TASK DESCRIPTION — A line counts if it contains the word "models" at least once. State how many such lines the records contain, giving the number alone.
........
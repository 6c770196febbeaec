//! Survey Routes
//!
//! 定义问卷作答流程的 API 路由。

use crate::api::handlers::flow_handler::*;
use crate::api::handlers::survey_handler::*;
use axum::{
    Router,
    routing::{get, post},
};

use crate::api::app_state::AppState;

/// 创建问卷路由器
pub fn create_survey_router() -> Router<AppState> {
    Router::new()
        .route("/surveys", get(list_surveys))
        .route("/surveys/:survey_id/begin", post(begin_survey))
        .route("/questions/:index", get(show_question))
        .route("/answers/:index", post(submit_answer))
        .route("/skip", post(skip_question))
        .route("/thankyou", get(thankyou))
}
//! 完成标记存储
//!
//! 按 (访客, 问卷) 读写完成标记。标记有效期默认两年，
//! 过期标记在读取时按不存在处理（惰性过期）。

use async_trait::async_trait;
use chrono::{Duration, Utc};
use dashmap::DashMap;

use crate::error::Result;
use crate::models::marker::CompletionMarker;

/// 完成标记存储 trait
#[cfg_attr(test, mockall::automock)]
#[async_trait]
pub trait CompletionMarkerStore: Send + Sync {
    /// 访客是否已完成指定问卷
    async fn is_done(&self, visitor_id: &str, survey_id: &str) -> Result<bool>;

    /// 写入完成标记（只写一次：已有有效标记时原样返回）
    async fn mark_done(&self, visitor_id: &str, survey_id: &str) -> Result<CompletionMarker>;

    /// 访客已完成的问卷标识列表
    async fn completed_surveys(&self, visitor_id: &str) -> Result<Vec<String>>;
}

/// 内存完成标记存储实现
pub struct MemoryCompletionMarkerStore {
    markers: DashMap<(String, String), CompletionMarker>,
    ttl: Duration,
}

impl MemoryCompletionMarkerStore {
    /// 创建新的标记存储
    pub fn new(ttl: Duration) -> Self {
        Self {
            markers: DashMap::new(),
            ttl,
        }
    }
}

#[async_trait]
impl CompletionMarkerStore for MemoryCompletionMarkerStore {
    async fn is_done(&self, visitor_id: &str, survey_id: &str) -> Result<bool> {
        let key = (visitor_id.to_string(), survey_id.to_string());
        match self.markers.get(&key) {
            Some(marker) => Ok(marker.is_valid_at(Utc::now())),
            None => Ok(false),
        }
    }

    async fn mark_done(&self, visitor_id: &str, survey_id: &str) -> Result<CompletionMarker> {
        let key = (visitor_id.to_string(), survey_id.to_string());

        let mut entry = self
            .markers
            .entry(key)
            .or_insert_with(|| CompletionMarker::new(visitor_id, survey_id, self.ttl));

        // 过期标记视为不存在，重新写入
        if !entry.is_valid_at(Utc::now()) {
            *entry = CompletionMarker::new(visitor_id, survey_id, self.ttl);
        }

        Ok(entry.clone())
    }

    async fn completed_surveys(&self, visitor_id: &str) -> Result<Vec<String>> {
        let now = Utc::now();
        let mut ids: Vec<String> = self
            .markers
            .iter()
            .filter(|entry| entry.key().0 == visitor_id && entry.value().is_valid_at(now))
            .map(|entry| entry.key().1.clone())
            .collect();
        ids.sort_unstable();
        Ok(ids)
    }
}
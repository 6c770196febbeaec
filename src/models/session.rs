use chrono::{DateTime, Utc};
use serde::{Deserialize, Serialize};
use uuid::Uuid;

/// 单题作答结果
///
/// 跳过以显式标记记录，而不是空值。
#[derive(Debug, Clone, Serialize, Deserialize, PartialEq, Eq)]
pub enum Answer {
    /// 访客选择的答案
    Choice(String),
    /// 显式跳过标记
    Skipped,
}

impl Answer {
    /// 是否为跳过标记
    pub fn is_skipped(&self) -> bool {
        matches!(self, Answer::Skipped)
    }

    /// 取出选项值（跳过时为 None）
    pub fn choice(&self) -> Option<&str> {
        match self {
            Answer::Choice(c) => Some(c),
            Answer::Skipped => None,
        }
    }
}

/// 问卷会话实体
///
/// 一个访客对一份问卷的一次作答过程。作答记录只在当前长度处追加，
/// 不插入、不重排；开始新的一次作答会整体替换旧会话。
#[derive(Debug, Clone, Serialize, Deserialize)]
pub struct SurveySession {
    /// 本次作答唯一标识
    pub attempt_id: String,

    /// 选定的问卷标识
    pub survey_id: String,

    /// 已给出的作答（有序，含跳过标记）
    pub answers: Vec<Answer>,

    /// 开始时间
    pub started_at: DateTime<Utc>,

    /// 最后活跃时间
    pub last_active_at: DateTime<Utc>,
}

impl SurveySession {
    /// 开始一次新的作答
    pub fn new(survey_id: &str) -> Self {
        let now = Utc::now();
        Self {
            attempt_id: Uuid::new_v4().to_string(),
            survey_id: survey_id.to_string(),
            answers: Vec::new(),
            started_at: now,
            last_active_at: now,
        }
    }

    /// 更新最后活跃时间
    pub fn touch(&mut self) {
        self.last_active_at = Utc::now();
    }

    /// 追加一条作答
    pub fn push_answer(&mut self, answer: Answer) {
        self.answers.push(answer);
        self.touch();
    }

    /// 已作答数量
    pub fn answered_count(&self) -> usize {
        self.answers.len()
    }

    /// 相对于给定题目总数是否已全部作答
    pub fn is_complete(&self, total_questions: usize) -> bool {
        self.answers.len() == total_questions
    }
}
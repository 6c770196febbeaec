use std::sync::Arc;

use chrono::Duration;
use surveyflow::api::{self, app_state::AppState};
use surveyflow::catalog::SurveyCatalog;
use surveyflow::config::AppConfig;
use surveyflow::config::loader::ConfigLoader;
use surveyflow::observability::{AppMetrics, ObservabilityState, create_observability_router};
use surveyflow::services::flow::create_survey_flow_service;
use surveyflow::storage::{
    CompletionMarkerStore, MemoryCompletionMarkerStore, MemorySessionStore, SessionStore,
};
use tracing::info;

fn init_tracing(config: &AppConfig) -> Option<tracing_appender::non_blocking::WorkerGuard> {
    let env_filter = tracing_subscriber::EnvFilter::try_from_default_env()
        .unwrap_or_else(|_| tracing_subscriber::EnvFilter::new(&config.logging.level));

    match &config.logging.log_dir {
        Some(dir) => {
            let file_appender = tracing_appender::rolling::daily(dir, "surveyflow.log");
            let (non_blocking, guard) = tracing_appender::non_blocking(file_appender);
            if config.logging.structured {
                tracing_subscriber::fmt()
                    .with_env_filter(env_filter)
                    .json()
                    .with_writer(non_blocking)
                    .init();
            } else {
                tracing_subscriber::fmt()
                    .with_env_filter(env_filter)
                    .with_writer(non_blocking)
                    .init();
            }
            Some(guard)
        }
        None => {
            if config.logging.structured {
                tracing_subscriber::fmt()
                    .with_env_filter(env_filter)
                    .json()
                    .init();
            } else {
                tracing_subscriber::fmt().with_env_filter(env_filter).init();
            }
            None
        }
    }
}

#[tokio::main]
async fn main() -> anyhow::Result<()> {
    let config = ConfigLoader::load()?;
    let _guard = init_tracing(&config);

    info!("Starting Surveyflow...");

    ConfigLoader::validate(&config)?;
    info!("Configuration loaded successfully");

    let catalog = match &config.catalog.path {
        Some(path) => Arc::new(SurveyCatalog::from_file(path)?),
        None => Arc::new(SurveyCatalog::builtin()),
    };
    info!("Survey catalog loaded: {} surveys", catalog.len());

    let session_store: Arc<dyn SessionStore> = Arc::new(MemorySessionStore::new(
        Duration::seconds(config.session.idle_ttl_secs),
    ));
    let marker_store: Arc<dyn CompletionMarkerStore> = Arc::new(MemoryCompletionMarkerStore::new(
        Duration::days(config.marker.ttl_days),
    ));
    info!("Session and completion marker stores initialized");

    let flow_service =
        create_survey_flow_service(catalog.clone(), session_store.clone(), marker_store.clone());
    info!("Survey flow service initialized");

    let metrics = Arc::new(AppMetrics::default());
    let app_state = AppState::new(
        catalog,
        session_store,
        marker_store,
        flow_service,
        metrics.clone(),
    );
    info!("Application state created");

    let observability_state = Arc::new(ObservabilityState::with_metrics(
        env!("CARGO_PKG_VERSION").to_string(),
        metrics,
    ));
    let api_router = api::create_router(app_state);
    let router = create_observability_router(observability_state).merge(api_router);
    info!("API router created with observability endpoints");

    let addr = format!("{}:{}", config.server.host, config.server.port);
    let listener = tokio::net::TcpListener::bind(&addr).await?;
    info!("Server listening on {}", addr);

    axum::serve(listener, router).await?;

    Ok(())
}
use serde::{Deserialize, Serialize};

/// 问卷题目
///
/// 不可变；题目由其在所属问卷题目列表中的下标标识。
#[derive(Debug, Clone, Serialize, Deserialize, PartialEq, Eq)]
pub struct Question {
    /// 题干文本
    pub prompt: String,
    /// 候选答案（有序）
    pub choices: Vec<String>,
}

impl Question {
    /// 创建新题目
    pub fn new(prompt: &str, choices: &[&str]) -> Self {
        Self {
            prompt: prompt.to_string(),
            choices: choices.iter().map(|c| c.to_string()).collect(),
        }
    }
}

/// 问卷实体
///
/// 不可变；题目顺序稳定，定义流程控制器使用的规范下标空间。
#[derive(Debug, Clone, Serialize, Deserialize)]
pub struct Survey {
    /// 问卷标题
    pub title: String,
    /// 填写说明
    pub instructions: String,
    /// 题目列表（有序）
    pub questions: Vec<Question>,
}

impl Survey {
    /// 创建新问卷
    pub fn new(title: &str, instructions: &str, questions: Vec<Question>) -> Self {
        Self {
            title: title.to_string(),
            instructions: instructions.to_string(),
            questions,
        }
    }

    /// 题目总数
    pub fn question_count(&self) -> usize {
        self.questions.len()
    }

    /// 按下标获取题目
    pub fn question(&self, index: usize) -> Option<&Question> {
        self.questions.get(index)
    }
}
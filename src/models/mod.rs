//! 核心数据模型模块
//!
//! 定义 Surveyflow 的核心数据结构：Survey, Question, SurveySession, CompletionMarker。

pub mod marker;
pub mod session;
pub mod survey;

pub use marker::*;
pub use session::*;
pub use survey::*;
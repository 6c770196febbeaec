#[cfg(test)]
mod flow_api_tests {
    use axum::{
        Router,
        body::{Body, to_bytes},
        http::{Request, StatusCode},
    };
    use serde_json::{Value, json};
    use tower::ServiceExt;

    use crate::api::{app_state::AppState, create_router};

    fn test_app() -> Router {
        create_router(AppState::development())
    }

    async fn send(
        app: &Router,
        method: &str,
        uri: &str,
        visitor: &str,
        body: Option<Value>,
    ) -> (StatusCode, Value) {
        let mut builder = Request::builder()
            .method(method)
            .uri(uri)
            .header("X-Visitor-Id", visitor);

        let request = match body {
            Some(payload) => {
                builder = builder.header("Content-Type", "application/json");
                builder.body(Body::from(payload.to_string())).unwrap()
            }
            None => builder.body(Body::empty()).unwrap(),
        };

        let response = app.clone().oneshot(request).await.unwrap();
        let status = response.status();
        let bytes = to_bytes(response.into_body(), usize::MAX).await.unwrap();
        let value = if bytes.is_empty() {
            Value::Null
        } else {
            serde_json::from_slice(&bytes).unwrap()
        };
        (status, value)
    }

    #[tokio::test]
    async fn test_full_survey_flow_over_http() {
        let app = test_app();

        // The builtin satisfaction survey has four questions
        let (status, body) =
            send(&app, "POST", "/api/v1/surveys/satisfaction/begin", "v1", None).await;
        assert_eq!(status, StatusCode::CREATED);
        assert_eq!(body["status"], "started");
        assert_eq!(body["next_index"], 0);

        let (status, body) = send(&app, "GET", "/api/v1/questions/0", "v1", None).await;
        assert_eq!(status, StatusCode::OK);
        assert_eq!(body["status"], "question");
        assert_eq!(body["question"]["prompt"], "Have you shopped here before?");
        assert_eq!(body["question"]["total"], 4);

        let (status, body) = send(
            &app,
            "POST",
            "/api/v1/answers/0",
            "v1",
            Some(json!({"choice": "Yes"})),
        )
        .await;
        assert_eq!(status, StatusCode::OK);
        assert_eq!(body["next_index"], 1);

        let (_, body) = send(
            &app,
            "POST",
            "/api/v1/answers/1",
            "v1",
            Some(json!({"choice": "No"})),
        )
        .await;
        assert_eq!(body["next_index"], 2);

        let (status, body) = send(&app, "POST", "/api/v1/skip", "v1", None).await;
        assert_eq!(status, StatusCode::OK);
        assert_eq!(body["status"], "question");
        assert_eq!(body["next_index"], 3);

        let (_, body) = send(
            &app,
            "POST",
            "/api/v1/answers/3",
            "v1",
            Some(json!({"choice": "Yes"})),
        )
        .await;
        assert_eq!(body["next_index"], 4);

        // The question view detects completion
        let (status, body) = send(&app, "GET", "/api/v1/questions/4", "v1", None).await;
        assert_eq!(status, StatusCode::OK);
        assert_eq!(body["status"], "complete");

        let (status, body) = send(&app, "GET", "/api/v1/thankyou", "v1", None).await;
        assert_eq!(status, StatusCode::OK);
        assert_eq!(body["survey_id"], "satisfaction");
        assert_eq!(body["entries"].as_array().unwrap().len(), 4);
        assert_eq!(body["entries"][0]["answer"], "Yes");
        assert_eq!(body["entries"][2]["skipped"], true);
        assert_eq!(body["entries"][2]["answer"], Value::Null);

        // A finished survey cannot be retaken
        let (status, body) =
            send(&app, "POST", "/api/v1/surveys/satisfaction/begin", "v1", None).await;
        assert_eq!(status, StatusCode::OK);
        assert_eq!(body["status"], "already_done");
        assert_eq!(body["next_index"], Value::Null);

        // ...and no longer shows up in the listing
        let (status, body) = send(&app, "GET", "/api/v1/surveys", "v1", None).await;
        assert_eq!(status, StatusCode::OK);
        assert_eq!(body["total"], 1);
        assert_eq!(body["surveys"][0]["survey_id"], "personality");
    }

    #[tokio::test]
    async fn test_begin_unknown_survey_returns_404() {
        let app = test_app();

        let (status, body) =
            send(&app, "POST", "/api/v1/surveys/unknown_id/begin", "v1", None).await;
        assert_eq!(status, StatusCode::NOT_FOUND);
        assert_eq!(body["code"], "NOT_FOUND");
    }

    #[tokio::test]
    async fn test_question_without_session_returns_409() {
        let app = test_app();

        let (status, body) = send(&app, "GET", "/api/v1/questions/0", "v1", None).await;
        assert_eq!(status, StatusCode::CONFLICT);
        assert_eq!(body["code"], "SEQUENCING_ERROR");
    }

    #[tokio::test]
    async fn test_submit_missing_choice_returns_400() {
        let app = test_app();

        send(&app, "POST", "/api/v1/surveys/satisfaction/begin", "v1", None).await;

        let (status, body) = send(&app, "POST", "/api/v1/answers/0", "v1", Some(json!({}))).await;
        assert_eq!(status, StatusCode::BAD_REQUEST);
        assert_eq!(body["code"], "BAD_REQUEST");

        // Session state is left unmodified
        let (_, body) = send(&app, "GET", "/api/v1/questions/0", "v1", None).await;
        assert_eq!(body["status"], "question");
        assert_eq!(body["question"]["index"], 0);
    }

    #[tokio::test]
    async fn test_stale_question_index_redirects() {
        let app = test_app();

        send(&app, "POST", "/api/v1/surveys/satisfaction/begin", "v1", None).await;

        let (status, body) = send(&app, "GET", "/api/v1/questions/2", "v1", None).await;
        assert_eq!(status, StatusCode::OK);
        assert_eq!(body["status"], "redirect");
        assert_eq!(body["redirect_to"], 0);
        assert!(body["warning"].as_str().unwrap().contains('2'));
    }
}
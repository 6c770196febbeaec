//! 可观测性模块
//!
//! 提供指标、结构化日志和健康检查。

use axum::{Json, Router, response::IntoResponse, routing::get};

use chrono::{DateTime, Utc};
use serde::Serialize;
use std::sync::Arc;
use std::sync::atomic::{AtomicU64, Ordering};

// ===== Simple Metrics (using atomics for zero-dep implementation) =====

/// 简单应用指标
#[derive(Clone, Default)]
pub struct AppMetrics {
    pub http_requests_total: Arc<AtomicU64>,
    pub http_request_duration_sum: Arc<AtomicU64>,
    pub attempts_started_total: Arc<AtomicU64>,
    pub attempts_finalized_total: Arc<AtomicU64>,
    pub answers_total: Arc<AtomicU64>,
    pub skips_total: Arc<AtomicU64>,
    pub errors_total: Arc<AtomicU64>,
}

impl AppMetrics {
    /// 记录 HTTP 请求
    pub fn record_http_request(&self, duration_ms: u64) {
        self.http_requests_total.fetch_add(1, Ordering::SeqCst);
        self.http_request_duration_sum
            .fetch_add(duration_ms, Ordering::SeqCst);
    }

    /// 记录一次作答开始
    pub fn record_attempt_started(&self) {
        self.attempts_started_total.fetch_add(1, Ordering::SeqCst);
    }

    /// 记录一次作答收尾
    pub fn record_attempt_finalized(&self) {
        self.attempts_finalized_total.fetch_add(1, Ordering::SeqCst);
    }

    /// 记录一条作答提交
    pub fn record_answer(&self) {
        self.answers_total.fetch_add(1, Ordering::SeqCst);
    }

    /// 记录一次跳过
    pub fn record_skip(&self) {
        self.skips_total.fetch_add(1, Ordering::SeqCst);
    }

    /// 记录错误
    pub fn record_error(&self) {
        self.errors_total.fetch_add(1, Ordering::SeqCst);
    }

    /// 生成 Prometheus 格式指标
    pub fn gather(&self) -> String {
        format!(
            r#"# HELP http_requests_total Total HTTP requests
# TYPE http_requests_total counter
http_requests_total {}
# HELP http_request_duration_seconds HTTP request duration in seconds
# TYPE http_request_duration_seconds histogram
http_request_duration_seconds_sum {}
http_request_duration_seconds_count {}
# HELP survey_attempts_started_total Survey attempts started
# TYPE survey_attempts_started_total counter
survey_attempts_started_total {}
# HELP survey_attempts_finalized_total Survey attempts finalized
# TYPE survey_attempts_finalized_total counter
survey_attempts_finalized_total {}
# HELP survey_answers_total Answers submitted
# TYPE survey_answers_total counter
survey_answers_total {}
# HELP survey_skips_total Questions skipped
# TYPE survey_skips_total counter
survey_skips_total {}
# HELP errors_total Total errors
# TYPE errors_total counter
errors_total {}
"#,
            self.http_requests_total.load(Ordering::SeqCst),
            self.http_request_duration_sum.load(Ordering::SeqCst) as f64 / 1000.0,
            self.http_requests_total.load(Ordering::SeqCst),
            self.attempts_started_total.load(Ordering::SeqCst),
            self.attempts_finalized_total.load(Ordering::SeqCst),
            self.answers_total.load(Ordering::SeqCst),
            self.skips_total.load(Ordering::SeqCst),
            self.errors_total.load(Ordering::SeqCst),
        )
    }
}

// ===== Health Check =====

/// 健康检查状态
#[derive(Debug, Serialize)]
pub struct HealthStatus {
    pub status: String,
    pub timestamp: String,
    pub version: String,
    pub uptime_seconds: f64,
}

/// 应用状态（用于健康检查）
#[derive(Clone)]
pub struct ObservabilityState {
    pub metrics: Arc<AppMetrics>,
    pub start_time: DateTime<Utc>,
    pub version: String,
}

impl ObservabilityState {
    pub fn new(version: String) -> Self {
        Self {
            metrics: Arc::new(AppMetrics::default()),
            start_time: Utc::now(),
            version,
        }
    }

    /// 共享既有指标集合的状态
    pub fn with_metrics(version: String, metrics: Arc<AppMetrics>) -> Self {
        Self {
            metrics,
            start_time: Utc::now(),
            version,
        }
    }

    /// 获取应用正常运行时间
    pub fn uptime_seconds(&self) -> f64 {
        (Utc::now() - self.start_time).num_seconds() as f64
    }
}

// ===== Health Check Handlers =====

/// 获取完整健康状态
pub async fn health_check(
    state: axum::extract::State<Arc<ObservabilityState>>,
) -> impl IntoResponse {
    let health_status = HealthStatus {
        status: "healthy".to_string(),
        timestamp: Utc::now().to_rfc3339(),
        version: state.version.clone(),
        uptime_seconds: state.uptime_seconds(),
    };

    (axum::http::StatusCode::OK, Json(health_status))
}

/// 简单存活检查
pub async fn liveness() -> impl IntoResponse {
    "OK"
}

/// 就绪检查
///
/// 会话与标记存储都在进程内，无外部依赖可探测。
pub async fn readiness() -> impl IntoResponse {
    (axum::http::StatusCode::OK, "Ready")
}

/// Prometheus 指标端点
pub async fn metrics(state: axum::extract::State<Arc<ObservabilityState>>) -> impl IntoResponse {
    let output = state.metrics.gather();
    (axum::http::StatusCode::OK, output)
}

/// 版本信息端点
pub async fn version(state: axum::extract::State<Arc<ObservabilityState>>) -> impl IntoResponse {
    Json(serde_json::json!({
        "version": state.version,
        "uptime_seconds": state.uptime_seconds(),
        "timestamp": Utc::now().to_rfc3339(),
    }))
}

/// 创建可观测性路由
pub fn create_observability_router(state: Arc<ObservabilityState>) -> Router {
    Router::new()
        .route("/health", get(health_check))
        .route("/health/live", get(liveness))
        .route("/health/ready", get(readiness))
        .route("/metrics", get(metrics))
        .route("/version", get(version))
        .with_state(state)
}
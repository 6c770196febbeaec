//! 错误处理模块
//!
//! 定义应用程序的错误类型和错误处理逻辑。

use axum::{
    Json,
    http::StatusCode,
    response::{IntoResponse, Response},
};
use serde::{Deserialize, Serialize};
use thiserror::Error;

/// 应用程序错误类型
#[derive(Error, Debug)]
pub enum AppError {
    /// 资源不存在
    #[error("资源不存在: {0}")]
    NotFound(String),

    /// 流程顺序错误（没有有效的进行中会话）
    #[error("流程顺序错误: {0}")]
    Sequencing(String),

    /// 参数验证错误
    #[error("参数验证失败: {0}")]
    Validation(String),

    /// 存储错误
    #[error("存储错误: {0}")]
    Storage(String),

    /// 配置错误
    #[error("配置错误: {0}")]
    Config(String),

    /// 序列化错误
    #[error("序列化错误: {0}")]
    Serialization(String),

    /// 内部错误
    #[error("内部错误: {0}")]
    Internal(String),

    /// IO 错误
    #[error("IO 错误: {0}")]
    Io(String),
}

impl From<std::io::Error> for AppError {
    fn from(e: std::io::Error) -> Self {
        AppError::Io(e.to_string())
    }
}

impl From<serde_json::Error> for AppError {
    fn from(e: serde_json::Error) -> Self {
        AppError::Serialization(e.to_string())
    }
}

impl From<figment::Error> for AppError {
    fn from(e: figment::Error) -> Self {
        AppError::Config(e.to_string())
    }
}

/// Axum response implementation for AppError
impl IntoResponse for AppError {
    fn into_response(self) -> Response {
        let (status, code) = (&self).into();
        let body = Json(ErrorResponse::new(&code, &self.to_string()));
        (
            StatusCode::from_u16(status).unwrap_or(StatusCode::INTERNAL_SERVER_ERROR),
            body,
        )
            .into_response()
    }
}

/// 错误响应
#[derive(Debug, Serialize, Deserialize)]
pub struct ErrorResponse {
    /// 错误代码
    pub code: String,
    /// 错误消息
    pub message: String,
    /// 详细信息
    pub details: Option<String>,
    /// 请求 ID
    pub request_id: Option<String>,
}

impl ErrorResponse {
    /// 创建新错误响应
    pub fn new(code: &str, message: &str) -> Self {
        Self {
            code: code.to_string(),
            message: message.to_string(),
            details: None,
            request_id: None,
        }
    }

    /// 添加详细信息
    pub fn with_details(mut self, details: &str) -> Self {
        self.details = Some(details.to_string());
        self
    }

    /// 添加请求 ID
    pub fn with_request_id(mut self, request_id: &str) -> Self {
        self.request_id = Some(request_id.to_string());
        self
    }
}

/// HTTP 状态码映射
impl From<&AppError> for (u16, String) {
    fn from(err: &AppError) -> (u16, String) {
        match err {
            AppError::NotFound(_) => (404, "NOT_FOUND".to_string()),
            AppError::Sequencing(_) => (409, "SEQUENCING_ERROR".to_string()),
            AppError::Validation(_) => (400, "BAD_REQUEST".to_string()),
            AppError::Storage(_) => (500, "STORAGE_ERROR".to_string()),
            AppError::Config(_) => (500, "CONFIG_ERROR".to_string()),
            _ => (500, "INTERNAL_ERROR".to_string()),
        }
    }
}

/// 结果类型别名
pub type Result<T> = std::result::Result<T, AppError>;

#[cfg(test)]
mod tests {
    use super::*;

    #[test]
    fn test_status_code_mapping() {
        let (status, code) = (&AppError::NotFound("survey".into())).into();
        assert_eq!(status, 404);
        assert_eq!(code, "NOT_FOUND");

        let (status, code) = (&AppError::Sequencing("no session".into())).into();
        assert_eq!(status, 409);
        assert_eq!(code, "SEQUENCING_ERROR");

        let (status, code) = (&AppError::Validation("choice".into())).into();
        assert_eq!(status, 400);
        assert_eq!(code, "BAD_REQUEST");
    }

    #[test]
    fn test_error_response_builder() {
        let resp = ErrorResponse::new("NOT_FOUND", "survey not found")
            .with_details("id=unknown")
            .with_request_id("req-1");
        assert_eq!(resp.code, "NOT_FOUND");
        assert_eq!(resp.details.as_deref(), Some("id=unknown"));
        assert_eq!(resp.request_id.as_deref(), Some("req-1"));
    }
}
........
ANSWER TO THIS EXERCISE — 3